Las plantas no se riegan solas – le contestaba muy serio a los que le pedían que vendiera la casa y se dejara de joder. Tenía muchos amigos, o había tenido alguna vez, antes del invierno ese en que se le enfermó la rutina. Bichos muy delicados. Como las plantas.
Después de servirse el café y comer dos medialunas de manteca, salió a la terraza y trepó por la escalerita hasta el techo.
El invernadero era un armatoste de metal pintado de azul. Nada muy estético, apenas un cuadrado que sobresalía de las demás casas en la cuadra. Los vecinos no estaban muy conformes y habían reclamado en la municipalidad que se hiciera algo al respecto; cárcel o una de esas multas con tantos ceros que a uno se le van las ganas de hacerse el rebelde con el gobierno. Pero los de la municipalidad no le prestaban mucha atención al asunto.
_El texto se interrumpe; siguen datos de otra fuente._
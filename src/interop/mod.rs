//! Host interop: exposing Rust values to scripts.
//!
//! A host type is described once with a [`HostClass`] builder listing the
//! members scripts may touch. Registration happens on the VM before any script
//! runs; after that, property reads, writes and method invocations on a wrapped
//! value go through the typed closures recorded here. Nothing is discovered by
//! inspection at runtime.

mod registry;

pub use registry::{HostRegistry, Member};

use std::any::{Any, TypeId};
use std::cell::RefCell;
use std::fmt;
use std::marker::PhantomData;
use std::rc::Rc;

use crate::error::RuntimeError;
use crate::span::Span;
use crate::vm::heap::{Heap, Object};
use crate::vm::{Value, Vm};

/// A host value shared between Rust and scripts.
#[derive(Clone)]
pub struct HostObject {
    type_id: TypeId,
    type_name: &'static str,
    inner: Rc<RefCell<dyn Any>>,
}

impl HostObject {
    pub fn new<T: 'static>(value: T) -> Self {
        Self::from_shared(Rc::new(RefCell::new(value)))
    }

    /// Wrap a value the host keeps its own handle to.
    pub fn from_shared<T: 'static>(shared: Rc<RefCell<T>>) -> Self {
        Self {
            type_id: TypeId::of::<T>(),
            type_name: short_type_name::<T>(),
            inner: shared,
        }
    }

    pub fn type_id(&self) -> TypeId {
        self.type_id
    }

    pub fn type_name(&self) -> &'static str {
        self.type_name
    }

    pub fn is<T: 'static>(&self) -> bool {
        self.type_id == TypeId::of::<T>()
    }

    pub(crate) fn with_ref<R>(
        &self,
        f: impl FnOnce(&dyn Any) -> Result<R, RuntimeError>,
    ) -> Result<R, RuntimeError> {
        let guard = self.inner.try_borrow().map_err(|_| self.busy())?;
        f(&*guard)
    }

    pub(crate) fn with_mut<R>(
        &self,
        f: impl FnOnce(&mut dyn Any) -> Result<R, RuntimeError>,
    ) -> Result<R, RuntimeError> {
        let mut guard = self.inner.try_borrow_mut().map_err(|_| self.busy())?;
        f(&mut *guard)
    }

    fn busy(&self) -> RuntimeError {
        RuntimeError::interop(
            format!("{} is already borrowed by a running host call", self.type_name),
            Span::default(),
        )
    }
}

impl fmt::Debug for HostObject {
    fn fmt(&self, f: &mut fmt::Formatter<'_>) -> fmt::Result {
        write!(f, "<host {}>", self.type_name)
    }
}

fn short_type_name<T>() -> &'static str {
    let full = std::any::type_name::<T>();
    full.rsplit("::").next().unwrap_or(full)
}

/// A value in host terms, on its way into or out of a script.
#[derive(Debug, Clone)]
pub enum HostValue {
    Nil,
    Number(f64),
    Bool(bool),
    /// `None` is a null string; scripts see it as `nil`.
    Str(Option<String>),
    Object(HostObject),
}

impl HostValue {
    fn kind_name(&self) -> &'static str {
        match self {
            Self::Nil | Self::Str(None) => "nil",
            Self::Number(_) => "number",
            Self::Bool(_) => "bool",
            Self::Str(Some(_)) => "string",
            Self::Object(object) => object.type_name(),
        }
    }
}

/// The declared type of a host member, parameter or return value.
#[derive(Debug, Clone, Copy, PartialEq, Eq)]
pub enum HostType {
    Number,
    Bool,
    String,
    Object(TypeId, &'static str),
    Void,
}

impl HostType {
    pub fn object<T: 'static>() -> Self {
        Self::Object(TypeId::of::<T>(), short_type_name::<T>())
    }

    pub fn name(&self) -> &'static str {
        match self {
            Self::Number => "number",
            Self::Bool => "bool",
            Self::String => "string",
            Self::Object(_, name) => name,
            Self::Void => "void",
        }
    }
}

/// Materialise a host value on the script side. Strings and host objects get
/// a fresh heap entry every time.
pub fn to_value(heap: &mut Heap, value: HostValue) -> Value {
    match value {
        HostValue::Nil | HostValue::Str(None) => Value::Nil,
        HostValue::Number(n) => Value::Number(n),
        HostValue::Bool(b) => Value::Bool(b),
        HostValue::Str(Some(s)) => heap.alloc_string(s),
        HostValue::Object(object) => Value::Object(heap.alloc(Object::Host(object))),
    }
}

/// Convert a script value to the host type `expected`.
///
/// `nil` passes as a null string. Host objects must be of exactly the expected
/// type. Everything else is an interop error.
pub fn from_value(heap: &Heap, value: Value, expected: HostType) -> Result<HostValue, RuntimeError> {
    let converted = match (expected, value) {
        (HostType::Number, Value::Number(n)) => Some(HostValue::Number(n)),
        (HostType::Bool, Value::Bool(b)) => Some(HostValue::Bool(b)),
        (HostType::String, Value::Nil) => Some(HostValue::Str(None)),
        (HostType::String, Value::Object(_)) => heap
            .as_str(value)
            .map(|s| HostValue::Str(Some(s.to_string()))),
        (HostType::Object(type_id, _), Value::Object(ptr)) => match heap.get(ptr)? {
            Object::Host(object) if object.type_id() == type_id => {
                Some(HostValue::Object(object.clone()))
            }
            _ => None,
        },
        _ => None,
    };

    converted.ok_or_else(|| {
        RuntimeError::interop(
            format!(
                "Unsupported native conversion from {} to {}.",
                heap.describe(value),
                expected.name()
            ),
            Span::default(),
        )
    })
}

/// Check a value produced by host code against its declared type. A null
/// string is the only `nil` a host may hand back.
pub fn check_result(value: HostValue, expected: HostType) -> Result<HostValue, RuntimeError> {
    let matches = match (&value, expected) {
        (HostValue::Number(_), HostType::Number) => true,
        (HostValue::Bool(_), HostType::Bool) => true,
        (HostValue::Str(_), HostType::String) => true,
        (HostValue::Object(object), HostType::Object(type_id, _)) => object.type_id() == type_id,
        _ => false,
    };
    if matches {
        return Ok(value);
    }
    Err(RuntimeError::interop(
        format!(
            "Unsupported native conversion from {} to {}.",
            value.kind_name(),
            expected.name()
        ),
        Span::default(),
    ))
}

pub type Getter = Rc<dyn Fn(&dyn Any) -> Result<HostValue, RuntimeError>>;
pub type Setter = Rc<dyn Fn(&mut dyn Any, HostValue) -> Result<(), RuntimeError>>;
pub type Invoker = Rc<dyn Fn(&mut dyn Any, &[HostValue]) -> Result<HostValue, RuntimeError>>;

/// Describes the script-visible surface of a host type `T`.
pub struct HostClass<T> {
    pub(crate) name: &'static str,
    pub(crate) members: Vec<(String, Member)>,
    _marker: PhantomData<T>,
}

impl<T: 'static> HostClass<T> {
    pub fn new() -> Self {
        Self {
            name: short_type_name::<T>(),
            members: Vec::new(),
            _marker: PhantomData,
        }
    }

    pub fn number_field(
        self,
        name: &str,
        get: impl Fn(&T) -> f64 + 'static,
        set: impl Fn(&mut T, f64) + 'static,
    ) -> Self {
        self.data(
            name,
            HostType::Number,
            Some(getter(move |t: &T| HostValue::Number(get(t)))),
            Some(setter(move |t: &mut T, v| {
                if let HostValue::Number(n) = v {
                    set(t, n)
                }
            })),
        )
    }

    pub fn bool_field(
        self,
        name: &str,
        get: impl Fn(&T) -> bool + 'static,
        set: impl Fn(&mut T, bool) + 'static,
    ) -> Self {
        self.data(
            name,
            HostType::Bool,
            Some(getter(move |t: &T| HostValue::Bool(get(t)))),
            Some(setter(move |t: &mut T, v| {
                if let HostValue::Bool(b) = v {
                    set(t, b)
                }
            })),
        )
    }

    pub fn string_field(
        self,
        name: &str,
        get: impl Fn(&T) -> Option<String> + 'static,
        set: impl Fn(&mut T, Option<String>) + 'static,
    ) -> Self {
        self.data(
            name,
            HostType::String,
            Some(getter(move |t: &T| HostValue::Str(get(t)))),
            Some(setter(move |t: &mut T, v| {
                if let HostValue::Str(s) = v {
                    set(t, s)
                }
            })),
        )
    }

    /// A read-only member holding another host object.
    pub fn object_field<U: 'static>(
        self,
        name: &str,
        get: impl Fn(&T) -> Rc<RefCell<U>> + 'static,
    ) -> Self {
        self.data(
            name,
            HostType::object::<U>(),
            Some(getter(move |t: &T| {
                HostValue::Object(HostObject::from_shared(get(t)))
            })),
            None,
        )
    }

    /// A computed number; either accessor may be absent.
    pub fn number_property(
        self,
        name: &str,
        get: Option<fn(&T) -> f64>,
        set: Option<fn(&mut T, f64)>,
    ) -> Self {
        let get = get.map(|get| getter(move |t: &T| HostValue::Number(get(t))));
        let set = set.map(|set| {
            setter(move |t: &mut T, v| {
                if let HostValue::Number(n) = v {
                    set(t, n)
                }
            })
        });
        self.data(name, HostType::Number, get, set)
    }

    /// A method taking arguments of the declared `params` types. `returns` of
    /// `HostType::Void` makes calls evaluate to `nil`.
    pub fn method(
        mut self,
        name: &str,
        params: &[HostType],
        returns: HostType,
        f: impl Fn(&mut T, &[HostValue]) -> HostValue + 'static,
    ) -> Self {
        let type_name = self.name;
        let invoke: Invoker = Rc::new(move |any: &mut dyn Any, args: &[HostValue]| {
            let target = any
                .downcast_mut::<T>()
                .ok_or_else(|| mismatched(type_name))?;
            Ok(f(target, args))
        });
        self.members.push((
            name.to_string(),
            Member::Method {
                params: params.to_vec(),
                returns,
                invoke,
            },
        ));
        self
    }

    fn data(
        mut self,
        name: &str,
        kind: HostType,
        get: Option<Getter>,
        set: Option<Setter>,
    ) -> Self {
        self.members
            .push((name.to_string(), Member::Data { kind, get, set }));
        self
    }
}

impl<T: 'static> Default for HostClass<T> {
    fn default() -> Self {
        Self::new()
    }
}

fn getter<T: 'static>(f: impl Fn(&T) -> HostValue + 'static) -> Getter {
    let type_name = short_type_name::<T>();
    Rc::new(move |any: &dyn Any| {
        any.downcast_ref::<T>()
            .map(&f)
            .ok_or_else(|| mismatched(type_name))
    })
}

fn setter<T: 'static>(f: impl Fn(&mut T, HostValue) + 'static) -> Setter {
    let type_name = short_type_name::<T>();
    Rc::new(move |any: &mut dyn Any, value: HostValue| {
        let target = any
            .downcast_mut::<T>()
            .ok_or_else(|| mismatched(type_name))?;
        f(target, value);
        Ok(())
    })
}

fn mismatched(type_name: &str) -> RuntimeError {
    RuntimeError::interop(
        format!("host member registered for {} called on another type", type_name),
        Span::default(),
    )
}

impl Vm {
    /// Make a host type's members available to scripts.
    pub fn register_host_class<T: 'static>(&mut self, class: HostClass<T>) {
        self.hosts.register(TypeId::of::<T>(), class.name, class.members);
    }

    /// Place a host value on the heap. Its type must have been registered.
    pub fn wrap_host<T: 'static>(&mut self, value: T) -> Result<Value, RuntimeError> {
        self.wrap_host_object(HostObject::new(value))
    }

    pub fn wrap_host_object(&mut self, object: HostObject) -> Result<Value, RuntimeError> {
        if !self.hosts.contains(object.type_id()) {
            return Err(RuntimeError::interop(
                format!("{} is not a registered host class", object.type_name()),
                Span::default(),
            ));
        }
        Ok(Value::Object(self.heap.alloc(Object::Host(object))))
    }

    /// Borrow the Rust value behind a wrapped host object.
    pub fn with_host<T: 'static, R>(
        &self,
        value: Value,
        f: impl FnOnce(&T) -> R,
    ) -> Result<R, RuntimeError> {
        let object = match value {
            Value::Object(ptr) => match self.heap.get(ptr)? {
                Object::Host(object) => object.clone(),
                other => {
                    return Err(RuntimeError::interop(
                        format!("expected a host object, found {}", other.kind()),
                        Span::default(),
                    ))
                }
            },
            other => {
                return Err(RuntimeError::interop(
                    format!("expected a host object, found {}", other.type_name()),
                    Span::default(),
                ))
            }
        };
        object.with_ref(|any| {
            any.downcast_ref::<T>()
                .map(f)
                .ok_or_else(|| mismatched(short_type_name::<T>()))
        })
    }
}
Además, si al tipo no le daban ganas de hacerle mantenimiento a su invernadero (no desde la nieve), era cosa suya.
Cada planta necesita una determinada cantidad de agua. Ni más, ni menos. Lo justo. – te explicaba él si lo acompañabas a regar – Y hay que hablarles. Mucho. Decirles la verdad y acariciarlas. Así, ¿ves? – y acariciaba los malvones mientras les llovía agua con la regadera. Nadie las había contado, pero había muchas plantas en ese invernadero. Filas y filas de macetas con Ficus, margaritas, albaca y enredaderas. Todas verdes, algunas florecidas.
El invernadero es de ellas – Te respondía si le preguntabas por qué no las podaba; por qué dejaba que las enredaderas se comieran las paredes y los vidrios. Todo el mundo le decía que era demasiado trabajo, que no iba a poder. Que las regalara y seguramente alguien las iba a cuidar tan bien como él. Pero él amablemente decía que no, y seguía mojando, una por una, las macetas y los platitos de porcelana.
Regarlas todas le llevaba el día entero, y para cuando terminaba, desde el invernadero se podía ver el sol entre los edificios y las fábricas de humo y muy, muy a lo lejos, el río. Ese día, cuando terminó, con cuidado, bajó la escalerita (siempre le resultaba más difícil bajarla que subirla), entró en la cocina y se lavó las manos, llenas de tierra y coloradas de tanto levantar la regadera. Se preparó un plato de sopa, fue hasta su habitación y, antes de acostarse, revisó el almanaque. Dentro de dos días le tocaba regar las plantas.